Armor of Light

 

Armor of Light

Reading the Word with Luther

Scripture Text: Romans 13:11–14


Today's online Scripture jigsaw

11 Besides this you know what hour it is, how it is full time now for you to wake from sleep. For salvation is nearer to us now than when we first believed; 12 the night is far gone, the day is at hand. Let us then cast off the works of darkness and put on the armor of light; 13 let us conduct ourselves becomingly as in the day, not in reveling and drunkenness, not in debauchery and licentiousness, not in quarreling and jealousy. 14 But put on the Lord Jesus Christ, and make no provision for the flesh, to gratify its desires. 

Romans 13:11–14, RSV

We are not profited by the shining of the sun, and the day it produces, if our eyes fail to perceive its light. Similarly, though the gospel is revealed and Christ is proclaimed to the world, none are enlightened but those who receive it, who have risen from sleep through the agency of the light of faith. They who sleep are not affected by the sun and the day; they receive no light and receive as little as if there were neither sun nor day. It is to our day that Paul refers when he says: “Knowing the season, that already it is time for you to wake out of sleep.” In the light of our spiritual knowledge we are to rise from sleep and lay aside the works of darkness. Paul is not addressing unbelievers. He tells the Romans they know the time is at hand, that the night is past and the dawn appears.

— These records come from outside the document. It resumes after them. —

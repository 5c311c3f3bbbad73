//! Calendar, availability and validation engines for a training booking form.
//!
//! Every engine is a pure function over explicit inputs: a displayed
//! [`YearMonth`], a [`HolidaySet`] snapshot, the configured [`TimeSlot`]s and
//! a caller-owned [`FormState`]. [`CalendarView`] and [`FormController`] hold
//! the derived state a UI needs and recompute it when their inputs change.

pub mod availability;
pub mod calendar;
pub mod clock;
pub mod config;
mod consts;
pub mod form;
pub mod holiday;
mod prelude;
mod types;
pub mod validation;

#[cfg(test)]
mod test_utils;

pub use availability::{available_slots, default_slots, hourly_slots, is_slot_available, TimeSlot};
pub use calendar::{
    date_notice, days_in_month, disabled_dates, holiday_for_date, is_disabled, month_grid,
    starting_weekday_offset, sundays_in_month, CalendarView, DateNotice, DayCell, MonthGrid,
};
pub use clock::{Clock, FixedClock, SystemClock};
pub use config::{BookingConfig, ConfigError};
pub use consts::*;
pub use form::{BookingSubmission, FormController, FormState, PhotoRef};
pub use holiday::{load_holidays, Holiday, HolidayKind, HolidaySet, HolidaySource, HolidaySourceError, StaticHolidays};
pub use types::{Month, Year};
pub use validation::{is_valid_email, validate, Field, FieldError, ValidationResult};

use crate::prelude::*;
use chrono::{Datelike, NaiveDate};
use std::fmt;
use std::str::FromStr;

#[derive(Debug, Clone, PartialEq, Eq, Display)]
pub enum ParseError {
    #[display(fmt = "Invalid date format: {_0}")]
    InvalidFormat(String),
    #[display(fmt = "Invalid year: {} (must be 1-{})", "_0", MAX_YEAR)]
    InvalidYear(u16),
    #[display(fmt = "Invalid month: {} (must be 1-{})", "_0", MAX_MONTH)]
    InvalidMonth(u8),
    #[display(fmt = "Invalid day {day} for month {year}-{month:02}")]
    InvalidDay { month: u8, day: u8, year: u16 },
    #[display(fmt = "Invalid time of day: {_0} (expected HH:MM)")]
    InvalidTime(String),
    #[display(fmt = "Empty date string")]
    EmptyInput,
}

impl std::error::Error for ParseError {}

/// A concrete calendar day in the range 0001-01-01..=9999-12-31.
///
/// Formats and parses as `YYYY-MM-DD`, the shape the holiday feed and the
/// submission payload use.
#[derive(Debug, Clone, Copy, PartialEq, Eq, PartialOrd, Ord, Hash)]
pub struct CalendarDate(NaiveDate);

impl CalendarDate {
    /// Creates a date from its numeric components
    ///
    /// # Errors
    /// Returns `InvalidYear`, `InvalidMonth` or `InvalidDay` for components
    /// that do not name a real day.
    pub fn from_ymd(year: u16, month: u8, day: u8) -> Result<Self, ParseError> {
        Year::new(year)?;
        Month::new(month)?;
        NaiveDate::from_ymd_opt(i32::from(year), u32::from(month), u32::from(day))
            .map(Self)
            .ok_or(ParseError::InvalidDay { month, day, year })
    }

    /// Wraps a chrono date, rejecting years outside `1..=MAX_YEAR`
    ///
    /// # Errors
    /// Returns `ParseError::InvalidYear` when the year is not representable.
    pub fn from_naive(date: NaiveDate) -> Result<Self, ParseError> {
        let year = u16::try_from(date.year()).map_err(|_| ParseError::InvalidYear(0))?;
        Year::new(year)?;
        Ok(Self(date))
    }

    /// Wraps a chrono date, clamping it into 0001-01-01..=9999-12-31
    pub fn saturating_from_naive(date: NaiveDate) -> Self {
        let earliest = first_of(1, u32::from(JANUARY));
        let latest = first_of(i32::from(MAX_YEAR) + 1, u32::from(JANUARY))
            .pred_opt()
            .unwrap_or(NaiveDate::MAX);
        Self(date.clamp(earliest, latest))
    }

    pub const fn as_naive(&self) -> NaiveDate {
        self.0
    }

    #[allow(clippy::cast_possible_truncation, clippy::cast_sign_loss)]
    pub fn year(&self) -> u16 {
        self.0.year() as u16
    }

    #[allow(clippy::cast_possible_truncation)]
    pub fn month(&self) -> u8 {
        self.0.month() as u8
    }

    #[allow(clippy::cast_possible_truncation)]
    pub fn day(&self) -> u8 {
        self.0.day() as u8
    }

    /// The month this date belongs to
    pub fn year_month(&self) -> YearMonth {
        YearMonth::from_date(*self)
    }

    /// Weekday index with 0 = Sunday, 6 = Saturday
    #[allow(clippy::cast_possible_truncation)]
    pub fn weekday_offset(&self) -> u8 {
        self.0.weekday().num_days_from_sunday() as u8
    }

    pub fn is_sunday(&self) -> bool {
        self.weekday_offset() == SUNDAY_OFFSET
    }

    /// The next calendar day, `None` past 9999-12-31
    pub fn succ(&self) -> Option<Self> {
        self.0.succ_opt().and_then(|d| Self::from_naive(d).ok())
    }

    /// The previous calendar day, `None` before 0001-01-01
    pub fn pred(&self) -> Option<Self> {
        self.0.pred_opt().and_then(|d| Self::from_naive(d).ok())
    }
}

impl fmt::Display for CalendarDate {
    fn fmt(&self, f: &mut fmt::Formatter<'_>) -> fmt::Result {
        write!(f, "{:04}-{:02}-{:02}", self.year(), self.month(), self.day())
    }
}

impl FromStr for CalendarDate {
    type Err = ParseError;

    fn from_str(s: &str) -> Result<Self, Self::Err> {
        let trimmed = s.trim();
        if trimmed.is_empty() {
            return Err(ParseError::EmptyInput);
        }

        let parts: Vec<&str> = trimmed.split(DATE_SEPARATOR).collect();
        if parts.len() != 3 {
            return Err(ParseError::InvalidFormat(trimmed.to_owned()));
        }

        let year = parse_u16(parts[0])?;
        let month = parse_u8(parts[1])?;
        let day = parse_u8(parts[2])?;

        Self::from_ymd(year, month, day)
    }
}

impl serde::Serialize for CalendarDate {
    fn serialize<S>(&self, serializer: S) -> Result<S::Ok, S::Error>
    where
        S: serde::Serializer,
    {
        serializer.collect_str(self)
    }
}

impl<'de> serde::Deserialize<'de> for CalendarDate {
    fn deserialize<D>(deserializer: D) -> Result<Self, D::Error>
    where
        D: serde::Deserializer<'de>,
    {
        let s = String::deserialize(deserializer)?;
        s.parse().map_err(serde::de::Error::custom)
    }
}

/// A displayed calendar month.
#[derive(Debug, Clone, Copy, PartialEq, Eq, PartialOrd, Ord, Hash, Display)]
#[display(fmt = "{:04}-{:02}", "year.get()", "month.get()")]
pub struct YearMonth {
    year:  Year,
    month: Month,
}

impl YearMonth {
    /// Creates a month from raw numbers, rejecting out-of-range input
    ///
    /// # Errors
    /// Returns `InvalidYear` or `InvalidMonth`.
    pub fn new(year: u16, month: u8) -> Result<Self, ParseError> {
        Ok(Self { year: Year::new(year)?, month: Month::new(month)? })
    }

    /// Creates a month from already validated parts
    pub const fn from_parts(year: Year, month: Month) -> Self {
        Self { year, month }
    }

    pub fn from_date(date: CalendarDate) -> Self {
        let parts = (Year::new(date.year()), Month::new(date.month()));
        // A CalendarDate always carries a valid year and month.
        debug_assert!(parts.0.is_ok() && parts.1.is_ok(), "{date} is outside 0001-01..9999-12");
        match parts {
            (Ok(year), Ok(month)) => Self { year, month },
            _ => Self::EARLIEST,
        }
    }

    const EARLIEST: Self = Self {
        year:  Year::MIN,
        month: Month::JANUARY,
    };

    pub const fn year(&self) -> Year {
        self.year
    }

    pub const fn month(&self) -> Month {
        self.month
    }

    /// The 1st of the month
    pub fn first_day(&self) -> CalendarDate {
        CalendarDate(first_of(i32::from(self.year.get()), u32::from(self.month.get())))
    }

    /// The last day of the month: the 1st of the following month, stepped
    /// back by one day.
    pub fn last_day(&self) -> CalendarDate {
        let (year, month) = if self.month.is_last() {
            (i32::from(self.year.get()) + 1, u32::from(JANUARY))
        } else {
            (i32::from(self.year.get()), u32::from(self.month.get()) + 1)
        };
        let day_zero = first_of(year, month).pred_opt().unwrap_or(self.first_day().0);
        CalendarDate(day_zero)
    }

    /// The following month, rolling December into January of the next year.
    /// Returns `None` past `MAX_YEAR`.
    pub fn next(&self) -> Option<Self> {
        if self.month.is_last() {
            Some(Self { year: self.year.next()?, month: Month::JANUARY })
        } else {
            Month::new(self.month.get() + 1).ok().map(|month| Self { year: self.year, month })
        }
    }

    /// The preceding month, rolling January into December of the previous
    /// year. Returns `None` before year 1.
    pub fn previous(&self) -> Option<Self> {
        if self.month.is_first() {
            Some(Self { year: self.year.previous()?, month: Month::DECEMBER })
        } else {
            Month::new(self.month.get() - 1).ok().map(|month| Self { year: self.year, month })
        }
    }

    pub fn contains(&self, date: &CalendarDate) -> bool {
        date.year() == self.year.get() && date.month() == self.month.get()
    }

    /// Calendar header text, e.g. "January 2024"
    pub fn label(&self) -> String {
        format!("{} {}", self.month.name(), self.year)
    }
}

impl FromStr for YearMonth {
    type Err = ParseError;

    fn from_str(s: &str) -> Result<Self, Self::Err> {
        let trimmed = s.trim();
        if trimmed.is_empty() {
            return Err(ParseError::EmptyInput);
        }
        match trimmed.split_once(DATE_SEPARATOR) {
            Some((year, month)) if !month.contains(DATE_SEPARATOR) => {
                Self::new(parse_u16(year)?, parse_u8(month)?)
            }
            _ => Err(ParseError::InvalidFormat(trimmed.to_owned())),
        }
    }
}

impl serde::Serialize for YearMonth {
    fn serialize<S>(&self, serializer: S) -> Result<S::Ok, S::Error>
    where
        S: serde::Serializer,
    {
        serializer.collect_str(self)
    }
}

impl<'de> serde::Deserialize<'de> for YearMonth {
    fn deserialize<D>(deserializer: D) -> Result<Self, D::Error>
    where
        D: serde::Deserializer<'de>,
    {
        let s = String::deserialize(deserializer)?;
        s.parse().map_err(serde::de::Error::custom)
    }
}

// Year and Month are range-checked, so the fallback is never taken.
fn first_of(year: i32, month: u32) -> NaiveDate {
    NaiveDate::from_ymd_opt(year, month, u32::from(MIN_DAY)).unwrap_or(NaiveDate::MIN)
}

fn parse_u16(s: &str) -> Result<u16, ParseError> {
    if s.is_empty() || !s.bytes().all(|b| b.is_ascii_digit()) {
        return Err(ParseError::InvalidFormat(s.to_owned()));
    }
    s.parse::<u16>().map_err(|_| ParseError::InvalidFormat(s.to_owned()))
}

fn parse_u8(s: &str) -> Result<u8, ParseError> {
    if s.is_empty() || !s.bytes().all(|b| b.is_ascii_digit()) {
        return Err(ParseError::InvalidFormat(s.to_owned()));
    }
    s.parse::<u8>().map_err(|_| ParseError::InvalidFormat(s.to_owned()))
}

But why this passage to believers? Because no one ever gets to the point of knowledge where it is not necessary to admonish him, continually to urge him to new reflections upon what he already knows; for there is danger of his untiring enemies — the devil, the world and the flesh — wearying him and causing him to become negligent, and ultimately lulling him to sleep. There should, therefore, be continuous exhorting to vigilance and activity. Hence the Holy Spirit is called the Comforter or Helper, who incites and urges to good.

Not the works of darkness Paul calls “armor,” but the works of light. Why “armor” rather than “works?” Doubtless to teach that only at the cost of conflicts, pain, labor and danger will the truly watchful and godly life be maintained. But it is no easy thing to stand always in battle array during the whole life. Good trumpets and bugles are necessary, preaching and exhortation of a sort to enable us valiantly to maintain our position in battle. Good works are armor. Let not the works of darkness get such control of you as to render your members weapons of unrighteousness. The word “light” here carries the thought of faith. The “armor of light” is simply the works of faith. “Darkness” is unbelief; it reigns in the absence of the gospel and of Christ through the instrumentality of the doctrines of men, instigated by the devil.

Martin Luther and John Sander, Devotional Readings from Luther’s Works for Every Day of the Year (Rock Island, IL: Augustana Book Concern, 1915), 446–447.